The Lawrence School is a residential school. Lovedale has a police station that serves Lovedale and the nearby villages. It also has a small post office and a bank (branch of SBI), both of which primarily serve The Lawrence School.

==Educational institutions==
- Lawrence School, Lovedale
- St. Antony's High School, Lovedale
- Nilgiris Matriulation higher Secondary school, Lovedale

==Climate==
Lovedale features a subtropical highland climate (Cwb) under Köppen climate classification. It, along with Ooty, are located in the highest part of the Nilgiri Hills. Due to its location in the Nilgiris, Lovedale gets rain from both the monsoons. The wet season runs from April to December and the dry season from January to March. There is a difference of 345 mm of precipitation between the driest and wettest months. Throughout the year, temperatures vary by 4.2 °C.

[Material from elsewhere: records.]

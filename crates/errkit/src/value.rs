//! Typed lookups into an error's context.

use crate::{CodedError, ContextValue, ErrorCode, ErrorKind, Info};

/// Anything exposing a context lookup by key.
pub trait ContextLookup {
    fn get(&self, key: &str) -> Option<&dyn ContextValue>;
}

impl ContextLookup for Info {
    fn get(&self, key: &str) -> Option<&dyn ContextValue> {
        Info::get(self, key)
    }
}

impl<C: ErrorCode> ContextLookup for CodedError<C> {
    fn get(&self, key: &str) -> Option<&dyn ContextValue> {
        CodedError::get(self, key)
    }
}

impl<T: ContextLookup + ?Sized> ContextLookup for &T {
    fn get(&self, key: &str) -> Option<&dyn ContextValue> {
        (**self).get(key)
    }
}

/// Look up `key` and return it as a `T`.
///
/// `None` when the key is missing or holds a value of another type.
pub fn value<T, E>(err: &E, key: &str) -> Option<T>
where
    T: Clone + 'static,
    E: ContextLookup + ?Sized,
{
    err.get(key)
        .and_then(|found| ContextValue::as_any(found).downcast_ref::<T>())
        .cloned()
}

/// Like [`value`], but explains a miss with a `NoSuchKey` error.
///
/// The error carries the key in its context and, when the key exists with
/// another type, a suggestion naming the stored type.
pub fn try_value<T, E>(err: &E, key: &str) -> Result<T, CodedError<ErrorKind>>
where
    T: Clone + 'static,
    E: ContextLookup + ?Sized,
{
    let Some(found) = err.get(key) else {
        let mut miss = no_such_key(key);
        miss.add_suggestion(["Check that the key was added to the error"]);
        return Err(miss);
    };

    match ContextValue::as_any(found).downcast_ref::<T>() {
        Some(value) => Ok(value.clone()),
        None => {
            let mut miss = no_such_key(key);
            miss.add_suggestion([
                "Found a key with the same name but has a value of type",
                found.type_name(),
            ]);
            Err(miss)
        }
    }
}

fn no_such_key(key: &str) -> CodedError<ErrorKind> {
    let mut err = CodedError::new(ErrorKind::NoSuchKey, format!("key {key:?} does not exist"));
    err.add_context("key", key.to_string());
    err.add_frame("try_value()");
    err
}

#[cfg(test)]
mod tests {
    use super::*;
    use pretty_assertions::assert_eq;

    fn sample() -> CodedError<ErrorKind> {
        let mut err = CodedError::bad_parameter("missing name");
        err.add_context("field", "Name");
        err.add_context("attempts", 3u32);
        err
    }

    #[test]
    fn test_value_hits() {
        let err = sample();
        assert_eq!(value::<&str, _>(&err, "field"), Some("Name"));
        assert_eq!(value::<u32, _>(&err, "attempts"), Some(3));
        assert_eq!(value::<u32, _>(err.info().unwrap(), "attempts"), Some(3));
    }

    #[test]
    fn test_value_misses() {
        let err = sample();
        assert_eq!(value::<u32, _>(&err, "missing"), None);
        assert_eq!(value::<i64, _>(&err, "attempts"), None);
        assert_eq!(value::<String, _>(&err, "field"), None);
    }

    #[test]
    fn test_try_value_missing_key() {
        let err = sample();
        let miss = try_value::<u32, _>(&err, "missing").unwrap_err();
        assert_eq!(miss.code(), ErrorKind::NoSuchKey);
        assert_eq!(value::<String, _>(&miss, "key").as_deref(), Some("missing"));
    }

    #[test]
    fn test_try_value_wrong_type() {
        let err = sample();
        let miss = try_value::<String, _>(&err, "attempts").unwrap_err();
        assert_eq!(
            miss.info().unwrap().suggestions(),
            &["Found a key with the same name but has a value of type u32"]
        );
        assert_eq!(try_value::<u32, _>(&err, "attempts").unwrap(), 3);
    }
}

Minsara kanavu climax was shot in this area.

Climate data for Lovedale
| Month | Jan | Feb | Mar | Apr | May | Jun | Jul | Aug | Sep | Oct | Nov | Dec | Year |
| Mean daily maximum °C (°F) | 19.0 (66.2) | 19.9 (67.8) | 21.8 (71.2) | 22.1 (71.8) | 21.8 (71.2) | 18.3 (64.9) | 17.0 (62.6) | 17.8 (64.0) | 18.9 (66.0) | 18.9 (66.0) | 18.7 (65.7) | 18.8 (65.8) | 19.4 (66.9) |
| Daily mean °C (°F) | 12.4 (54.3) | 13.5 (56.3) | 15.3 (59.5) | 16.3 (61.3) | 16.6 (61.9) | 14.8 (58.6) | 14.1 (57.4) | 14.4 (57.9) | 14.5 (58.1) | 14.6 (58.3) | 13.7 (56.7) | 13.0 (55.4) | 14.4 (58.0) |
| Mean daily minimum °C (°F) | 5.4 (41.7) | 6.6 (43.9) | 8.8 (47.8) | 10.6 (51.1) | 11.5 (52.7) | 11.4 (52.5) | 11.3 (52.3) | 11.2 (52.2) | 10.7 (51.3) | 10.4 (50.7) | 8.7 (47.7) | 6.6 (43.9) | 9.4 (49.0) |
| Average precipitation mm (inches) | 23.5 (0.93) | 21.2 (0.83) | 38.3 (1.51) | 109.4 (4.31) | 160.5 (6.32) | 206.1 (8.11) | 366.2 (14.42) | 253.6 (9.98) | 204.2 (8.04) | 263.3 (10.37) | 177.3 (6.98) | 77.7 (3.06) | 1,901.3 (74.86) |
| Average rainy days | 2 | 2 | 3 | 8 | 10 | 13 | 16 | 14 | 10 | 15 | 10 | 7 | 103 |
Source: Climate-Data.org

== Transport ==

- By rail: The NMR (UNESCO World Heritage Site) passes through Lovedale. Lovedale is the second to last railway station on the route to Ooty from Mettupalayam, and is also the highest station on the entire route.
- By road: Lovedale is situated just 5 km from Ooty and one can take a taxicab or bus from there. The bus is the cheapest way to get there, with tickets costing just Rs 5.